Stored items
::::

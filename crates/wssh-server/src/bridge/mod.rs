//! The stream bridge: relays bytes and control signals between a
//! browser WebSocket and an interactive SSH shell session.
//!
//! Three tasks serve one bridged connection:
//!
//! - the *inbound flow* reads WebSocket frames and routes them —
//!   keepalives are discarded, resize directives become window-change
//!   commands, everything else is stdin;
//! - the *session pump* owns the SSH channel: it applies stdin/resize
//!   commands and appends the shell's combined output to the
//!   aggregator (the wiring the establisher promises);
//! - the *outbound flow* drains the aggregator on a short tick, owns
//!   the absolute-timeout clock, and runs cleanup on every exit path.
//!
//! The flows share nothing but the aggregator and the single-fire
//! termination signal. Cleanup closes the WebSocket and the SSH
//! transport together, exactly once.

pub mod lifecycle;

use crate::ssh::session::{disconnect, AcceptingClient, RemoteSession};
use futures_util::stream::{SplitSink, SplitStream};
use futures_util::{Sink, SinkExt, StreamExt};
use lifecycle::{Lifecycle, TerminationSignal};
use russh::client::{Handle, Msg};
use russh::{Channel, ChannelMsg};
use std::sync::Arc;
use std::time::Duration;
use tokio::net::TcpStream;
use tokio::sync::mpsc;
use tokio::task::JoinHandle;
use tracing::{debug, info, warn};
use tokio_tungstenite::tungstenite::Message;
use tokio_tungstenite::WebSocketStream;
use wssh_core::{InboundFrame, OutputAggregator, WsshError};

type WsSink = SplitSink<WebSocketStream<TcpStream>, Message>;
type WsStream = SplitStream<WebSocketStream<TcpStream>>;

/// Notice frame sent to the browser when the absolute timeout fires.
pub const TIMEOUT_NOTICE: &str = "\u{1b}[33mconnection closed: timed out\u{1b}[0m";

/// How long cleanup waits for the other tasks to converge before
/// abandoning them.
const CONVERGE_TIMEOUT: Duration = Duration::from_secs(1);

/// Commands the inbound flow sends to the session pump.
#[derive(Debug)]
enum SessionCommand {
    Stdin(Vec<u8>),
    Resize { rows: u32, cols: u32 },
}

/// Timing knobs for one bridged connection.
#[derive(Debug, Clone, Copy)]
pub struct BridgeOptions {
    /// Absolute session timeout, started at bridge entry.
    pub session_timeout: Duration,
    /// Outbound flush tick.
    pub flush_interval: Duration,
}

/// Bridge one established [`RemoteSession`] to one WebSocket until
/// failure, peer close or timeout, then tear both down.
pub async fn run(ws: WebSocketStream<TcpStream>, session: RemoteSession, opts: BridgeOptions) {
    let lifecycle = Arc::new(Lifecycle::new());
    lifecycle.begin_bridging();
    let signal = lifecycle.signal();

    let output = session.output();
    let (handle, channel, _) = session.into_parts();
    let (ws_tx, ws_rx) = ws.split();
    let (cmd_tx, cmd_rx) = mpsc::channel::<SessionCommand>(64);

    let pump = tokio::spawn(session_pump(channel, output.clone(), cmd_rx, signal.clone()));
    let inbound = tokio::spawn(inbound_flow(ws_rx, cmd_tx, signal.clone()));

    outbound_flow(ws_tx, output, handle, lifecycle, signal, opts, pump, inbound).await;
}

/// Inbound flow: WebSocket frames → control routing → session commands.
async fn inbound_flow(
    mut ws_rx: WsStream,
    cmd_tx: mpsc::Sender<SessionCommand>,
    signal: TerminationSignal,
) {
    loop {
        let msg = tokio::select! {
            _ = signal.fired() => break,
            msg = ws_rx.next() => msg,
        };

        let payload: Vec<u8> = match msg {
            Some(Ok(Message::Text(text))) => text.into_bytes(),
            Some(Ok(Message::Binary(data))) => data.to_vec(),
            Some(Ok(Message::Ping(_) | Message::Pong(_) | Message::Frame(_))) => continue,
            Some(Ok(Message::Close(_))) | None => {
                debug!("websocket closed by peer");
                signal.fire();
                break;
            }
            Some(Err(e)) => {
                debug!(error = %WsshError::FrameRead(e.to_string()), "websocket read failed");
                signal.fire();
                break;
            }
        };

        let command = match InboundFrame::parse(&payload) {
            Ok(InboundFrame::Keepalive) => continue,
            Ok(InboundFrame::Resize { rows, cols }) => SessionCommand::Resize { rows, cols },
            Ok(InboundFrame::Data(data)) => SessionCommand::Stdin(data),
            Err(e) => {
                // Malformed directive: dropped, never fatal.
                warn!(error = %e, "dropping malformed resize directive");
                continue;
            }
        };

        if cmd_tx.send(command).await.is_err() {
            // Pump is gone — the session side already failed.
            signal.fire();
            break;
        }
    }
}

/// Session pump: owns the SSH channel. Shell output is appended to the
/// aggregator; stdin and window changes come in as commands.
async fn session_pump(
    mut channel: Channel<Msg>,
    output: OutputAggregator,
    mut cmd_rx: mpsc::Receiver<SessionCommand>,
    signal: TerminationSignal,
) {
    loop {
        tokio::select! {
            msg = channel.wait() => match msg {
                Some(ChannelMsg::Data { ref data }) => output.append(data),
                Some(ChannelMsg::ExtendedData { ref data, .. }) => output.append(data),
                Some(ChannelMsg::ExitStatus { exit_status }) => {
                    debug!(exit_status, "remote shell exited");
                }
                Some(ChannelMsg::Eof) | Some(ChannelMsg::Close) | None => {
                    signal.fire();
                    break;
                }
                Some(_) => {}
            },
            cmd = cmd_rx.recv() => match cmd {
                Some(SessionCommand::Stdin(data)) => {
                    if let Err(e) = channel.data(&data[..]).await {
                        debug!(error = %WsshError::FrameWrite(e.to_string()), "stdin write failed");
                        signal.fire();
                        break;
                    }
                }
                Some(SessionCommand::Resize { rows, cols }) => {
                    match channel.window_change(cols, rows, 0, 0).await {
                        Ok(()) => debug!(rows, cols, "terminal resized"),
                        Err(e) => {
                            warn!(error = %e, "window change failed");
                            signal.fire();
                            break;
                        }
                    }
                }
                None => {
                    // Bridge is shutting down; close stdin and let the
                    // channel wind down.
                    let _ = channel.eof().await;
                    break;
                }
            },
        }
    }
}

/// Outbound flow: aggregator drains and the timeout clock. Owns cleanup.
#[allow(clippy::too_many_arguments)]
async fn outbound_flow(
    mut ws_tx: WsSink,
    output: OutputAggregator,
    handle: Handle<AcceptingClient>,
    lifecycle: Arc<Lifecycle>,
    signal: TerminationSignal,
    opts: BridgeOptions,
    pump: JoinHandle<()>,
    inbound: JoinHandle<()>,
) {
    let reason = outbound_loop(&mut ws_tx, &output, &signal, opts).await;
    info!(reason, "bridge closing");

    cleanup(ws_tx, handle, &lifecycle, pump, inbound).await;
}

/// Drive the outbound side until a terminal condition, returning the
/// close reason. Generic over the sink so the drain and timeout
/// behavior can be exercised without a live WebSocket.
async fn outbound_loop<S>(
    ws_tx: &mut S,
    output: &OutputAggregator,
    signal: &TerminationSignal,
    opts: BridgeOptions,
) -> &'static str
where
    S: Sink<Message> + Unpin,
{
    let timeout = tokio::time::sleep(opts.session_timeout);
    tokio::pin!(timeout);
    let mut flush = tokio::time::interval(opts.flush_interval);

    loop {
        tokio::select! {
            _ = signal.fired() => break "terminated",
            _ = &mut timeout => {
                // Expected terminal condition, not a fault: tell the
                // user, then tear down.
                debug!(error = %WsshError::Timeout, "absolute session timeout elapsed");
                let _ = ws_tx.send(Message::Text(TIMEOUT_NOTICE.into())).await;
                break "timed out";
            }
            _ = flush.tick() => {
                if let Some(text) = output.drain_text() {
                    if ws_tx.send(Message::Text(text.into())).await.is_err() {
                        break "write failed";
                    }
                }
            }
        }
    }
}

/// Close the WebSocket and the SSH session together. Runs at most once;
/// faults are logged, never propagated.
async fn cleanup(
    mut ws_tx: WsSink,
    handle: Handle<AcceptingClient>,
    lifecycle: &Lifecycle,
    pump: JoinHandle<()>,
    inbound: JoinHandle<()>,
) {
    // begin_close also fires the termination signal, so the inbound
    // flow and the pump start winding down even if they have not yet
    // noticed their side of the connection dying.
    if !lifecycle.begin_close() {
        return;
    }

    close_ws(&mut ws_tx).await;
    disconnect(&handle).await;

    // Both tasks observe the fired signal or the dead connections; give
    // them a moment to converge, then abandon them.
    let converge = async {
        if let Err(e) = pump.await {
            warn!(error = %e, "session pump ended abnormally");
        }
        if let Err(e) = inbound.await {
            warn!(error = %e, "inbound flow ended abnormally");
        }
    };
    if tokio::time::timeout(CONVERGE_TIMEOUT, converge).await.is_err() {
        warn!("bridge tasks did not converge in time");
    }

    lifecycle.finish_close();
    debug!("bridge closed");
}

/// Close the browser-facing sink; close failures are logged, not fatal.
async fn close_ws<S>(ws_tx: &mut S)
where
    S: Sink<Message> + Unpin,
    S::Error: std::fmt::Display,
{
    if let Err(e) = ws_tx.close().await {
        debug!(error = %e, "websocket close failed");
    }
}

::::

* What you are asked to do: Repeat each line of the data above, exactly as it appears, from the first through the line that contains "else is stdin;".

* Written answer:
filename crates/wssh-server/src/bridge/mod.rs
//! The stream bridge: relays bytes and control signals between a
//! browser WebSocket and an interactive SSH shell session.
//!
//! Three tasks serve one bridged connection:
//!
//! - the *inbound flow* reads WebSocket frames and routes them —
//!   keepalives are discarded, resize directives become window-change
//!   commands, everything else is stdin;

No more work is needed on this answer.